Your boss sounds like a concerned adult, with a few years on her shoulder, who's concerned about your mental health. Discussing your anxiety issues with you shows a concerned supervisor who wants to better her employees. If she wanted to (excuse my impoliteness here) can you, there would be no personal meeting. Believe me, I've worked in corporate America for the past fifteen years, and I know the feeling of being a number, rather than an employee. Due to the *at will* policy in Human Resources, you could be dropped at any moment, however employers vary on how they manage their employee teams.

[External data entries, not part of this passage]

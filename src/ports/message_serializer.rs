//! MessageSerializer port - text/byte encoding of envelopes and item maps.
//!
//! The trait is object-safe and works on `serde_json::Value`; typed access
//! goes through [`MessageSerializerExt`], which every serializer gets for free.

use serde::de::DeserializeOwned;
use serde::Serialize;
use serde_json::Value;
use thiserror::Error;

#[derive(Debug, Clone, Error)]
pub enum SerializationError {
    #[error("failed to encode message: {0}")]
    Encode(String),

    #[error("failed to decode message: {0}")]
    Decode(String),
}

/// Port for the bus wire/storage format.
pub trait MessageSerializer: Send + Sync {
    fn serialize_value(&self, value: &Value) -> Result<String, SerializationError>;

    fn deserialize_value(&self, text: &str) -> Result<Value, SerializationError>;

    fn value_to_bytes(&self, value: &Value) -> Result<Vec<u8>, SerializationError> {
        self.serialize_value(value).map(String::into_bytes)
    }

    fn value_from_bytes(&self, bytes: &[u8]) -> Result<Value, SerializationError> {
        let text =
            std::str::from_utf8(bytes).map_err(|e| SerializationError::Decode(e.to_string()))?;
        self.deserialize_value(text)
    }
}

/// Typed helpers over any [`MessageSerializer`].
pub trait MessageSerializerExt {
    fn serialize<T: Serialize + ?Sized>(&self, value: &T) -> Result<String, SerializationError>;

    fn deserialize<T: DeserializeOwned>(&self, text: &str) -> Result<T, SerializationError>;

    fn serialize_to_bytes<T: Serialize + ?Sized>(
        &self,
        value: &T,
    ) -> Result<Vec<u8>, SerializationError>;

    fn deserialize_bytes<T: DeserializeOwned>(&self, bytes: &[u8]) -> Result<T, SerializationError>;
}

impl<S: MessageSerializer + ?Sized> MessageSerializerExt for S {
    fn serialize<T: Serialize + ?Sized>(&self, value: &T) -> Result<String, SerializationError> {
        let value =
            serde_json::to_value(value).map_err(|e| SerializationError::Encode(e.to_string()))?;
        self.serialize_value(&value)
    }

    fn deserialize<T: DeserializeOwned>(&self, text: &str) -> Result<T, SerializationError> {
        let value = self.deserialize_value(text)?;
        serde_json::from_value(value).map_err(|e| SerializationError::Decode(e.to_string()))
    }

    fn serialize_to_bytes<T: Serialize + ?Sized>(
        &self,
        value: &T,
    ) -> Result<Vec<u8>, SerializationError> {
        let value =
            serde_json::to_value(value).map_err(|e| SerializationError::Encode(e.to_string()))?;
        self.value_to_bytes(&value)
    }

    fn deserialize_bytes<T: DeserializeOwned>(&self, bytes: &[u8]) -> Result<T, SerializationError> {
        let value = self.value_from_bytes(bytes)?;
        serde_json::from_value(value).map_err(|e| SerializationError::Decode(e.to_string()))
    }
}
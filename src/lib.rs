//! Outbox Bus - transactional-outbox event bus.
//!
//! Business code writes events into an outbox table inside its own
//! transaction; the bus sends them after commit, records every receive
//! idempotently, and retries anything left behind under a storage lease so
//! that several nodes can share one store.

pub mod adapters;
pub mod application;
pub mod config;
pub mod domain;
pub mod ports;

pub use application::{EventBus, EventBusBuilder, EventPublisher, HandleOutcome, RunningBus};
pub use config::{AppConfig, BusConfig};
pub use domain::message::{Event, MessageStatus};
pub use ports::{EventHandler, MessageStorage, TransactionContext};
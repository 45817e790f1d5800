//! Server configuration

use serde::Deserialize;
use std::net::SocketAddr;

use super::error::ValidationError;

/// Server configuration for the node binary and its read API
#[derive(Debug, Clone, Deserialize)]
pub struct ServerConfig {
    /// Host address to bind to
    #[serde(default = "default_host")]
    pub host: String,

    /// Port to listen on
    #[serde(default = "default_port")]
    pub port: u16,

    /// Rust log filter directive
    #[serde(default = "default_log_level")]
    pub log_level: String,

    /// Emit logs as JSON lines
    #[serde(default)]
    pub log_json: bool,

    /// Serve the operational read API
    #[serde(default = "default_enable_read_api")]
    pub enable_read_api: bool,
}

impl ServerConfig {
    /// Get the socket address to bind to
    pub fn socket_addr(&self) -> Result<SocketAddr, ValidationError> {
        let addr = format!("{}:{}", self.host, self.port);
        addr.parse()
            .map_err(|_| ValidationError::InvalidSocketAddr(addr))
    }

    /// Validate server configuration
    pub fn validate(&self) -> Result<(), ValidationError> {
        if self.enable_read_api && self.port == 0 {
            return Err(ValidationError::InvalidPort);
        }
        self.socket_addr()?;
        Ok(())
    }
}

impl Default for ServerConfig {
    fn default() -> Self {
        Self {
            host: default_host(),
            port: default_port(),
            log_level: default_log_level(),
            log_json: false,
            enable_read_api: default_enable_read_api(),
        }
    }
}

fn default_host() -> String {
    "0.0.0.0".to_string()
}

fn default_port() -> u16 {
    8080
}

fn default_log_level() -> String {
    "info,outbox_bus=debug".to_string()
}

fn default_enable_read_api() -> bool {
    true
}

#[cfg(test)]
mod tests {
    use super::*;

    #[test]
    fn test_server_config_defaults() {
        let config = ServerConfig::default();
        assert_eq!(config.host, "0.0.0.0");
        assert_eq!(config.port, 8080);
        assert!(!config.log_json);
        assert!(config.enable_read_api);
    }

    #[test]
    fn test_socket_addr() {
        let config = ServerConfig {
            host: "127.0.0.1".to_string(),
            port: 3000,
            ..Default::default()
        };
        let addr = config.socket_addr().unwrap();
        assert_eq!(addr.to_string(), "127.0.0.1:3000");
    }

    #[test]
    fn test_socket_addr_rejects_bad_host() {
        let config = ServerConfig {
            host: "not a host".to_string(),
            ..Default::default()
        };
        assert!(matches!(
            config.socket_addr(),
            Err(ValidationError::InvalidSocketAddr(_))
        ));
    }

    #[test]
    fn test_validation_invalid_port() {
        let config = ServerConfig {
            port: 0,
            ..Default::default()
        };
        assert!(config.validate().is_err());

        let headless = ServerConfig {
            port: 0,
            enable_read_api: false,
            ..Default::default()
        };
        assert!(headless.validate().is_ok());
    }
}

Since you're young, at just 22, (and this is a nice accomplishment to get a good job at that young of an age -- grin), I'm fairly convinced your supervisor is a mother, with children of her own, and feels maternal to you. Likewise since she's a nurse, she feels compassion to her patients and employees in general, so although you may feel anxiety that the world is going to end, don't think everyone at work thinks and feels exactly like you do. You might be feeling anxiety, however your boss might be feeling concern, about how to better her employees.
Although it may be hard, at the moment, to see your anxiety from another point of view, just know it's not as bad as you think.
Your supervisor was wise to send you to a counselor, who in turn, sent you to a medical doctor who prescribed you Lexapro at 20mg. Welcome to the world of SSRIs. Like you, I'm a professional in the workplace, with a college degree, and my job at times can be stressful. Like other realistic anxiety sufferers, I know my body's limits to handle stress on its own, and although it would be nice to feel I could handle anxiety without medication, I've accepted I'm better with the medication than without.
It may take up to 12 weeks for the SSRI to fully take into affect, however, you'll probably feel benefits in the next two to three weeks. If you experience side effects, discuss them with your doctor, however the initial weeks may have additional anxiety, but that heightened anxiety drops down after a few weeks.
You may want to view this time period as a way to make you a better nurse. Part of being a good nurse is to understand the role of the patient, and since you're the patient in regards to your anxiety disorder, you'll have this experience to focus on, as you work with other patients in the future.
Just know, things aren't as bad as they always seem (grin).